Well, we don't have word from John Farrell just yet, and Joe Kelly's start Saturday was not the best of his career. But it was one of the best he's had this season, closer to his legitimately impressive outing against Texas than the other simply acceptable performances. And it's hard to imagine it wasn't enough to buy him that fifth spot in Boston's rotation.
It wasn't a completely clean start. After an easy first, Kelly allowed some hard contact in the second, but struck out both Josh Reddick and Max Muncy to keep the Athletics off the board. The worst inning of his day came in the third, with the Athletics pushing across a run on an Eric Sogard single and Billy Burns triple that came on the very next pitch. But the triple didn't exactly raise a red flag for Kelly. Burns simply jumped on a first-pitch fastball, and hit a fly ball that caught the scoreboard in left. In a different park, or with just a little less distance, it would likely have been an out, and had Mookie Betts played the ball better, it wouldn't have even gotten Burns to third with one out. But that proved inconsequential, with a ground out to Mike Napoli holding Burns at third and a strikeout of Stephen Vogt leaving him stranded there for good.
Kelly again worked around some danger in the fourth after a one out double and walk, but he pushed through six innings relying mostly on his fastball. It's going to take more than six good innings to convince anyone that Joe Kelly has this whole starter thing figured out, and is not at some point destined for the bullpen, but it's at least deserving of some more opportunities to prove just that.

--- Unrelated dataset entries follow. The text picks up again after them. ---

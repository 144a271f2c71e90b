use serde::Serialize;

use crate::analytics::campaigns::CampaignAnalytics;
use crate::analytics::period::{DateRange, PeriodPreset};
use crate::analytics::report::WebLogReport;
use crate::analytics::summary::AnalyticsSummary;
use crate::domain::listing::Listing;
use crate::domain::web_log::WebLogEvent;
use crate::pagination::Paginated;

/// Period selector state echoed back to every report screen.
#[derive(Debug, Serialize)]
pub struct PeriodSelection {
    pub key: &'static str,
    pub range: DateRange,
    /// Inclusive dates for the custom range inputs.
    pub from: String,
    pub to: String,
    pub presets: &'static [PeriodPreset],
}

#[derive(Debug, Serialize)]
pub struct SummaryPageData {
    pub period: PeriodSelection,
    pub summary: AnalyticsSummary,
    pub listings: Vec<Listing>,
    pub selected_listing: Option<i32>,
}

#[derive(Debug, Serialize)]
pub struct EventRow {
    pub event: WebLogEvent,
    pub listing_title: String,
    pub source: String,
}

#[derive(Debug, Serialize)]
pub struct WebLogPageData {
    pub period: PeriodSelection,
    pub report: WebLogReport,
    pub events: Paginated<EventRow>,
    pub listings: Vec<Listing>,
    pub selected_listing: Option<i32>,
    pub selected_event_type: Option<String>,
}

#[derive(Debug, Serialize)]
pub struct CampaignAnalyticsPageData {
    pub period: PeriodSelection,
    pub analytics: CampaignAnalytics,
}
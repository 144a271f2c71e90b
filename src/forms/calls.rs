use serde::Deserialize;
use validator::Validate;

use crate::domain::call::{CallSource, CallStatus};
use crate::domain::types::{
    CampaignId, EmailAddress, ListingId, PersonName, PhoneNumber, SanitizedText,
};
use crate::forms::{FormError, optional_text, parse_optional};

#[derive(Deserialize, Validate)]
/// Call or inquiry entered manually by a dashboard user.
pub struct AddCallForm {
    #[serde(default)]
    pub listing_id: String,
    #[serde(default)]
    pub campaign_id: String,
    #[validate(length(min = 1, max = 200))]
    pub name: String,
    #[validate(length(min = 1, max = 50))]
    pub phone: String,
    #[serde(default)]
    pub email: String,
    #[serde(default)]
    #[validate(length(max = 5000))]
    pub message: String,
    pub source: String,
}

/// Validated [`AddCallForm`].
pub struct AddCallPayload {
    pub listing_id: Option<ListingId>,
    pub campaign_id: Option<CampaignId>,
    pub name: PersonName,
    pub phone: PhoneNumber,
    pub email: Option<EmailAddress>,
    pub message: Option<SanitizedText>,
    pub source: CallSource,
}

impl TryFrom<AddCallForm> for AddCallPayload {
    type Error = FormError;

    fn try_from(form: AddCallForm) -> Result<Self, Self::Error> {
        form.validate()?;

        let source: CallSource = form.source.parse().map_err(FormError::for_field("izvor"))?;
        if source == CallSource::Web {
            // Web inquiries only come from the public listing page.
            return Err(FormError::InvalidField("izvor"));
        }

        Ok(Self {
            listing_id: parse_optional::<i32>(&form.listing_id, "ponuda")?
                .map(ListingId::new)
                .transpose()
                .map_err(FormError::for_field("ponuda"))?,
            campaign_id: parse_optional::<i32>(&form.campaign_id, "kampanja")?
                .map(CampaignId::new)
                .transpose()
                .map_err(FormError::for_field("kampanja"))?,
            name: PersonName::new(form.name).map_err(FormError::for_field("ime"))?,
            phone: PhoneNumber::new(form.phone).map_err(FormError::for_field("telefon"))?,
            email: optional_text(&form.email)
                .map(EmailAddress::new)
                .transpose()
                .map_err(FormError::for_field("email"))?,
            message: SanitizedText::non_empty(form.message),
            source,
        })
    }
}

#[derive(Deserialize)]
pub struct CallStatusForm {
    pub status: String,
}

impl TryFrom<&CallStatusForm> for CallStatus {
    type Error = FormError;

    fn try_from(form: &CallStatusForm) -> Result<Self, Self::Error> {
        form.status.parse().map_err(FormError::for_field("status"))
    }
}

#[derive(Debug, Default, Deserialize)]
/// Filters of the calls table.
pub struct CallsQuery {
    pub status: Option<String>,
    pub listing_id: Option<i32>,
    pub page: Option<usize>,
}
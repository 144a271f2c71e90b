use serde::{Deserialize, Serialize};
use validator::Validate;

use crate::domain::types::{EmailAddress, PersonName, PhoneNumber, SanitizedText};
use crate::domain::web_log::{UtmParams, clean_text};
use crate::forms::{FormError, optional_text};

#[derive(Deserialize, Validate)]
/// Inquiry form on the public listing page.
pub struct InquiryForm {
    #[validate(length(min = 1, max = 200))]
    pub name: String,
    #[validate(length(min = 1, max = 50))]
    pub phone: String,
    #[serde(default)]
    pub email: String,
    #[serde(default)]
    #[validate(length(max = 5000))]
    pub message: String,
    /// Tracking parameters carried over from the page URL as hidden inputs.
    #[serde(default)]
    pub utm_source: Option<String>,
    #[serde(default)]
    pub utm_medium: Option<String>,
    #[serde(default)]
    pub utm_campaign: Option<String>,
}

/// Validated [`InquiryForm`].
pub struct InquiryPayload {
    pub name: PersonName,
    pub phone: PhoneNumber,
    pub email: Option<EmailAddress>,
    pub message: Option<SanitizedText>,
    pub utm: UtmParams,
}

impl TryFrom<InquiryForm> for InquiryPayload {
    type Error = FormError;

    fn try_from(form: InquiryForm) -> Result<Self, Self::Error> {
        form.validate()?;

        Ok(Self {
            name: PersonName::new(form.name).map_err(FormError::for_field("ime"))?,
            phone: PhoneNumber::new(form.phone).map_err(FormError::for_field("telefon"))?,
            email: optional_text(&form.email)
                .map(EmailAddress::new)
                .transpose()
                .map_err(FormError::for_field("email"))?,
            message: SanitizedText::non_empty(form.message),
            utm: UtmParams {
                utm_source: form.utm_source,
                utm_medium: form.utm_medium,
                utm_campaign: form.utm_campaign,
            }
            .normalized(),
        })
    }
}

#[derive(Debug, Default, Deserialize, Serialize)]
/// Query string of the public listing page.
pub struct PublicPageQuery {
    #[serde(skip_serializing_if = "Option::is_none")]
    pub utm_source: Option<String>,
    #[serde(skip_serializing_if = "Option::is_none")]
    pub utm_medium: Option<String>,
    #[serde(skip_serializing_if = "Option::is_none")]
    pub utm_campaign: Option<String>,
    /// Set on the redirect back from an inquiry; such views are not logged.
    #[serde(skip_serializing_if = "Option::is_none")]
    pub poslano: Option<String>,
}

impl PublicPageQuery {
    /// Query that brings the visitor back to the page after an inquiry,
    /// keeping the tracking parameters they arrived with.
    pub fn after_inquiry(form: &InquiryForm) -> Self {
        let utm = UtmParams {
            utm_source: form.utm_source.clone(),
            utm_medium: form.utm_medium.clone(),
            utm_campaign: form.utm_campaign.clone(),
        }
        .normalized();
        Self {
            utm_source: utm.utm_source,
            utm_medium: utm.utm_medium,
            utm_campaign: utm.utm_campaign,
            poslano: Some("1".to_string()),
        }
    }

    pub fn is_after_inquiry(&self) -> bool {
        self.poslano.is_some()
    }

    /// Page path with this query attached.
    pub fn page_path(&self, slug: &str) -> String {
        match serde_html_form::to_string(self) {
            Ok(query) if !query.is_empty() => format!("/ponuda/{slug}?{query}"),
            _ => format!("/ponuda/{slug}"),
        }
    }
}

impl From<PublicPageQuery> for UtmParams {
    fn from(query: PublicPageQuery) -> Self {
        UtmParams {
            utm_source: query.utm_source,
            utm_medium: query.utm_medium,
            utm_campaign: query.utm_campaign,
        }
        .normalized()
    }
}

#[derive(Debug, Deserialize)]
/// JSON body of `POST /api/v1/track`.
pub struct TrackEventRequest {
    pub slug: String,
    pub event_type: String,
    pub visitor_id: Option<String>,
    pub path: Option<String>,
    pub referrer: Option<String>,
    pub utm_source: Option<String>,
    pub utm_medium: Option<String>,
    pub utm_campaign: Option<String>,
}

impl TrackEventRequest {
    pub fn utm(&self) -> UtmParams {
        UtmParams {
            utm_source: self.utm_source.clone(),
            utm_medium: self.utm_medium.clone(),
            utm_campaign: self.utm_campaign.clone(),
        }
        .normalized()
    }

    /// Event name trimmed and cut to the tracked text limit.
    pub fn event_type(&self) -> Option<String> {
        clean_text(Some(self.event_type.clone())).map(|e| e.to_lowercase())
    }
}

The Red Sox offense, meanwhile, suffered from many of the same opportunity problems they have all year. But if the stranded baserunners were plenty--Dustin Pedroia, Brock Holt, and Mike Napoli reached base three times a piece and scored a combined total of one run--they still took advantage of enough opportunities to win the ballgame. Hanley Ramirez put them on the board in the first with a towering shot to dead center off Jesse Chavez, scoring Brock Holt in the process to give the Sox a 2-0 lead. Then, immediately after Kelly had allowed the Athletics to pull within a run, Ramirez picked him back up by starting a two-out rally on an infield single, and scoring when Ortiz planted a double off the scoreboard and well past Ben Zobrist on the ricochet. Napoli would proceed to drive Ortiz in as well, giving the Sox a 4-1 lead that only shrank on a Mark Canha solo shot against Alexi Ogando in the seventh.